Twitter a Predictor of Insurance Exchange Enrollment

Twitter can be used as a real-time measurement of public sentiment for the Affordable Care Act (ACA) and the positivity and negativity of tweets could be used to determine state-level marketplace enrollment, according to researchers.

Twitter can be used as a real-time measurement of public sentiment for the Affordable Care Act (ACA) and the positivity and negativity of tweets could be used to determine state-level marketplace enrollment, according to researchers.

In a paper published in the Journal of Medical Internet Research, the authors wrote that they found a correlation between ACA-related sentiment on Twitter and enrollment of eligible individuals in a health plan chosen from an ACA insurance marketplace.

“The correlation between Twitter sentiment and the number of eligible individuals who enrolled in a marketplace plan highlights the potential for Twitter to be a real-time monitoring strategy for future enrollment periods,” first author Charlene A. Wong, MD, a Robert Wood Johnson Foundation Clinical Scholar and Fellow in Penn's Leonard Davis Institute of Health Economics, said in a statement. “This would be especially valuable for quickly identifying emerging issues and making adjustments, instead of having to wait weeks or months for that information to be released in enrollment reports, for example.”

The investigators used ACA-related tweets from March 1-31, 2014, which were selected because of their use of the terms “ACA,” “#ACA,” “Obamacare,” and “#Obamacare,” plus those directed to the Twitter handles of HealthCare.gov and the 17 state-based marketplace accounts.
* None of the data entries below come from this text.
//! Per-frame simulation step
//!
//! One call per animation frame. Everything that moves, moves here; drawing
//! reads the result without mutating it. Off-screen particles keep
//! simulating so panning back looks continuous.

use glam::Vec2;
use rand::Rng;

use super::state::{BeamStyle, Engine, Star};
use crate::consts::*;

/// Advance all transient particle state by one frame.
pub fn tick(engine: &mut Engine, dt: f32) {
    engine.time += dt;

    tick_stars(engine);
    tick_nebula(engine);
    tick_beams(engine);

    let spin = dt * SPHERE_ROTATION_RATE * engine.settings.rotation_multiplier();
    engine.sphere.advance(spin);
}

/// Star field: probabilistic spawn under a hard cap, age by one tick per
/// frame, remove at end of life.
fn tick_stars(engine: &mut Engine) {
    let cap = engine.settings.quality.star_cap();
    if engine.stars.len() < cap && engine.rng.random::<f32>() < STAR_SPAWN_CHANCE {
        let viewport = engine.camera.viewport();
        let pos = Vec2::new(
            engine.rng.random::<f32>() * viewport.x,
            engine.rng.random::<f32>() * viewport.y,
        );
        engine.stars.push(Star {
            pos,
            size: 1.0 + engine.rng.random::<f32>() * 1.5,
            life: 0,
            max_life: 60 + (engine.rng.random::<f32>() * 180.0) as u32,
            glitch: engine.rng.random::<f32>() < STAR_GLITCH_CHANCE,
        });
    }

    for star in engine.stars.iter_mut() {
        star.life += 1;
    }
    engine.stars.retain(|s| s.life < s.max_life);
}

/// Nebula particles: integrate velocity, spring back toward home outside the
/// dead zone, damp every frame.
fn tick_nebula(engine: &mut Engine) {
    for field in engine.clusters.iter_mut() {
        for p in field.nebula.iter_mut() {
            p.pos += p.vel;
            let displacement = p.home - p.pos;
            if displacement.length() > NEBULA_DEADZONE {
                p.vel += displacement * NEBULA_SPRING;
            }
            p.vel *= NEBULA_DAMPING;
        }
    }
}

/// Stream-style beams advance each particle and wrap past 1; pulse-style
/// particles hold position (the pulse lives in the draw-time alpha).
fn tick_beams(engine: &mut Engine) {
    if engine.beam_style != BeamStyle::Stream {
        return;
    }
    for batch in engine.beams.iter_mut() {
        for p in batch.particles.iter_mut() {
            p.t = (p.t + p.speed) % 1.0;
        }
    }
}

#[cfg(test)]
mod tests {
    use super::*;
    use crate::layout::Entity;
    use crate::settings::Settings;

    fn demo_entities(n: usize, domain: &str) -> Vec<Entity> {
        (0..n)
            .map(|i| Entity {
                id: format!("{domain}-{i}"),
                pos: Vec2::new(i as f32 * 40.0, 0.0),
                domain: Some(domain.to_string()),
                name: format!("{domain} {i}"),
            })
            .collect()
    }

    fn demo_engine() -> Engine {
        let mut engine = Engine::new(800.0, 600.0, Settings::default(), 99);
        let mut entities = demo_entities(4, "umbra");
        entities.extend(demo_entities(3, "forge"));
        engine.set_catalog(&entities, &[]);
        engine
    }

    #[test]
    fn test_star_population_never_exceeds_cap() {
        let mut engine = demo_engine();
        let cap = engine.settings.quality.star_cap();
        for _ in 0..10_000 {
            tick(&mut engine, 1.0 / 60.0);
            assert!(engine.star_count() <= cap);
        }
        // After that many frames the field should actually be populated
        assert!(engine.star_count() > 0);
    }

    #[test]
    fn test_stars_die_at_max_life() {
        let mut engine = demo_engine();
        for _ in 0..600 {
            tick(&mut engine, 1.0 / 60.0);
        }
        for s in &engine.stars {
            assert!(s.life < s.max_life);
        }
    }

    #[test]
    fn test_nebula_springs_back_toward_home() {
        let mut engine = demo_engine();
        assert!(!engine.clusters.is_empty());
        assert!(!engine.clusters[0].nebula.is_empty());

        // Shove a particle far from home and let the spring act
        engine.clusters[0].nebula[0].pos += Vec2::new(400.0, 0.0);
        engine.clusters[0].nebula[0].vel = Vec2::ZERO;
        let start = {
            let p = &engine.clusters[0].nebula[0];
            p.home.distance(p.pos)
        };
        for _ in 0..240 {
            tick(&mut engine, 1.0 / 60.0);
        }
        let p = &engine.clusters[0].nebula[0];
        assert!(p.home.distance(p.pos) < start);
    }

    #[test]
    fn test_stream_beams_wrap_in_unit_range() {
        let mut engine = demo_engine();
        engine.beam_style = BeamStyle::Stream;
        for _ in 0..2_000 {
            tick(&mut engine, 1.0 / 60.0);
        }
        for batch in &engine.beams {
            for p in &batch.particles {
                assert!((0.0..1.0).contains(&p.t));
            }
        }
    }

    #[test]
    fn test_pulse_beams_hold_position() {
        let mut engine = demo_engine();
        engine.beam_style = BeamStyle::Pulse;
        let before: Vec<f32> = engine.beams[0].particles.iter().map(|p| p.t).collect();
        for _ in 0..100 {
            tick(&mut engine, 1.0 / 60.0);
        }
        let after: Vec<f32> = engine.beams[0].particles.iter().map(|p| p.t).collect();
        assert_eq!(before, after);
    }

    #[test]
    fn test_reduced_motion_freezes_sphere() {
        let mut engine = demo_engine();
        engine.settings.reduced_motion = true;
        for _ in 0..100 {
            tick(&mut engine, 1.0 / 60.0);
        }
        assert_eq!(engine.sphere.rotation, 0.0);
    }
}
Overall, they collected more than 1 million tweets. They also collected a random sample of 977,000 tweets from the same timeframe to use as a comparison group.

Using the National Research Council sentiment lexicon, the researchers found a .10 increase in the sentiment of tweets corresponded with a 9% increase in health insurance marketplace enrollment at the state level.

Senior author Raina M. Merchant, MD, MSHP, director of the Penn Social Media and Health Innovation Lab and assistant professor of emergency medicine, added that they can see these findings being used to improve healthcare in real-time.